To accurately evaluate the behavior of switching the number of poles during a simulation, the motor model to be controlled must also be highly accurate. The JMAG-RT model is a high-accuracy behavior model created by FEA-based calculations that can express motor characteristics that account for magnetic saturation and slip dependency.
In this document, the behavior of a 6-phase induction motor during the switching of the number of poles is evaluated by simulation.
The control circuit is shown in Fig. 1.
A controller and inverter are arranged for both the 4-pole and 8-pole drive. Use only the 8-pole drive for the time between 0 to 4 sec. For each current command value between 4 and 6 sec, decrease the values for the 8-pole drive and increase the values for the 4-pole drive. After 6 sec and beyond, use only the 4-pole drive.

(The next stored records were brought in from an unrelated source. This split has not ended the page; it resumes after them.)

//! # Database Source
//!
//! PostgreSQL connection handling and availability probing.
//!
//! ## Availability Probing
//! ```text
//! ┌─────────────────────────────────────────────────────────────────────────┐
//! │                    Probe Before Use                                     │
//! │                                                                         │
//! │  Database::connect(config)                                             │
//! │       │                                                                 │
//! │       ▼                                                                 │
//! │  probe() ── SELECT 1 fails? ──────────────► Unreachable                │
//! │       │                                                                 │
//! │       ├── product table missing? ─────────► Unreachable                │
//! │       ├── discount_card table missing? ───► Unreachable                │
//! │       │                                                                 │
//! │       ▼                                                                 │
//! │  snapshot() ── load products + cards ─────► CatalogSnapshot            │
//! │                                                                         │
//! │  The CLI turns any failure along this path into a BAD_REQUEST receipt  │
//! └─────────────────────────────────────────────────────────────────────────┘
//! ```

use std::str::FromStr;
use std::time::Duration;

use sqlx::postgres::{PgConnectOptions, PgPoolOptions};
use sqlx::PgPool;
use tracing::{debug, info};

use crate::error::{DataError, DataResult};
use crate::repository::discount_card::DiscountCardRepository;
use crate::repository::product::ProductRepository;
use check_core::CatalogSnapshot;

// =============================================================================
// Configuration
// =============================================================================

/// Database source configuration.
///
/// ## Example
/// ```rust,ignore
/// let config = DbConfig::new("postgres://localhost:5432/check", "check", "secret")
///     .max_connections(2);
/// ```
#[derive(Debug, Clone)]
pub struct DbConfig {
    /// PostgreSQL connection URL (host, port, database).
    pub url: String,

    /// Database user.
    pub username: String,

    /// Database password.
    pub password: String,

    /// Maximum number of connections in the pool.
    /// Default: 2 (one evaluation reads two tables)
    pub max_connections: u32,

    /// Connection timeout duration.
    /// Default: 5 seconds
    pub connect_timeout: Duration,
}

impl DbConfig {
    /// Creates a configuration with the given connection settings.
    pub fn new(
        url: impl Into<String>,
        username: impl Into<String>,
        password: impl Into<String>,
    ) -> Self {
        DbConfig {
            url: url.into(),
            username: username.into(),
            password: password.into(),
            max_connections: 2,
            connect_timeout: Duration::from_secs(5),
        }
    }

    /// Sets the maximum number of connections.
    pub fn max_connections(mut self, max: u32) -> Self {
        self.max_connections = max;
        self
    }

    /// Sets the connection timeout.
    pub fn connect_timeout(mut self, timeout: Duration) -> Self {
        self.connect_timeout = timeout;
        self
    }
}

// =============================================================================
// Database
// =============================================================================

/// Database catalog source.
#[derive(Debug, Clone)]
pub struct Database {
    /// The PostgreSQL connection pool.
    pool: PgPool,
}

impl Database {
    /// Connects to the database described by the configuration.
    ///
    /// Connection failures are [`DataError::Unreachable`]: an engine that
    /// cannot reach its catalog rejects the request rather than erroring
    /// out of band.
    pub async fn connect(config: &DbConfig) -> DataResult<Self> {
        info!(url = %config.url, "connecting to catalog database");

        let options = PgConnectOptions::from_str(&config.url)
            .map_err(|e| DataError::Unreachable(e.to_string()))?
            .username(&config.username)
            .password(&config.password);

        let pool = PgPoolOptions::new()
            .max_connections(config.max_connections)
            .acquire_timeout(config.connect_timeout)
            .connect_with(options)
            .await
            .map_err(|e| DataError::Unreachable(e.to_string()))?;

        debug!(max_connections = config.max_connections, "database pool created");

        Ok(Database { pool })
    }

    /// Verifies the source is usable: reachable, with both required tables.
    pub async fn probe(&self) -> DataResult<()> {
        sqlx::query("SELECT 1")
            .execute(&self.pool)
            .await
            .map_err(|e| DataError::Unreachable(e.to_string()))?;

        for table in ["product", "discount_card"] {
            if !self.table_exists(table).await? {
                return Err(DataError::Unreachable(format!(
                    "required table missing: {}",
                    table
                )));
            }
        }

        debug!("catalog database probe ok");
        Ok(())
    }

    async fn table_exists(&self, table: &str) -> DataResult<bool> {
        let qualified = format!("public.{}", table);
        let found: Option<String> = sqlx::query_scalar("SELECT to_regclass($1)::text")
            .bind(&qualified)
            .fetch_one(&self.pool)
            .await?;

        Ok(found.is_some())
    }

    /// Returns the product repository.
    pub fn products(&self) -> ProductRepository {
        ProductRepository::new(self.pool.clone())
    }

    /// Returns the discount-card repository.
    pub fn discount_cards(&self) -> DiscountCardRepository {
        DiscountCardRepository::new(self.pool.clone())
    }

    /// Probes the source, then loads both tables into one snapshot.
    pub async fn snapshot(&self) -> DataResult<CatalogSnapshot> {
        self.probe().await?;

        Ok(CatalogSnapshot {
            products: self.products().all().await?,
            discount_cards: self.discount_cards().all().await?,
        })
    }

    /// Closes the connection pool.
    pub async fn close(&self) {
        info!("closing catalog database pool");
        self.pool.close().await;
    }
}

// =============================================================================
// Unit Tests
// =============================================================================

#[cfg(test)]
mod tests {
    use super::*;

    #[test]
    fn test_config_builder() {
        let config = DbConfig::new("postgres://localhost:5432/check", "check", "secret")
            .max_connections(4)
            .connect_timeout(Duration::from_secs(1));

        assert_eq!(config.max_connections, 4);
        assert_eq!(config.connect_timeout, Duration::from_secs(1));
        assert_eq!(config.username, "check");
    }

    #[tokio::test]
    async fn test_connect_to_refused_port_is_unreachable() {
        // Nothing listens on the discard port; the refused connection must
        // surface as Unreachable, not as a query failure.
        let config = DbConfig::new("postgres://127.0.0.1:9/check", "check", "secret")
            .connect_timeout(Duration::from_secs(1));

        let err = Database::connect(&config).await.unwrap_err();
        assert!(matches!(err, DataError::Unreachable(_)));
    }
}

The switching pattern is shown in Fig. 2. The linear and exponential switching patterns are evaluated here.
Coil Current Waveform (Steady State)
The coil waveforms in the steady state for both the 8-pole drive and 4-pole drive are shown in Fig. 3 and Fig. 4.
In an 8-pole drive, the phase difference is off by 120 deg, similar to a 3-phase sine wave, and in a 4-pole drive, the phase difference is off by 60 deg, similar to a 6-phase sine wave.
Current Waveform on the Controller Side
The current command value and current waveform for a linear switching pattern is shown in Fig. 5 and the current command value and current waveform for an exponential switching pattern is shown in Fig. 6.
It can be seen that, the current waveform follows the current command value in each switching pattern.
There is a large fluctuation when the number of poles are switched and you can see that the fluctuation is smaller when the switching pattern is linear. However, for practical use, it is necessary to design a system that can further reduce this fluctuation.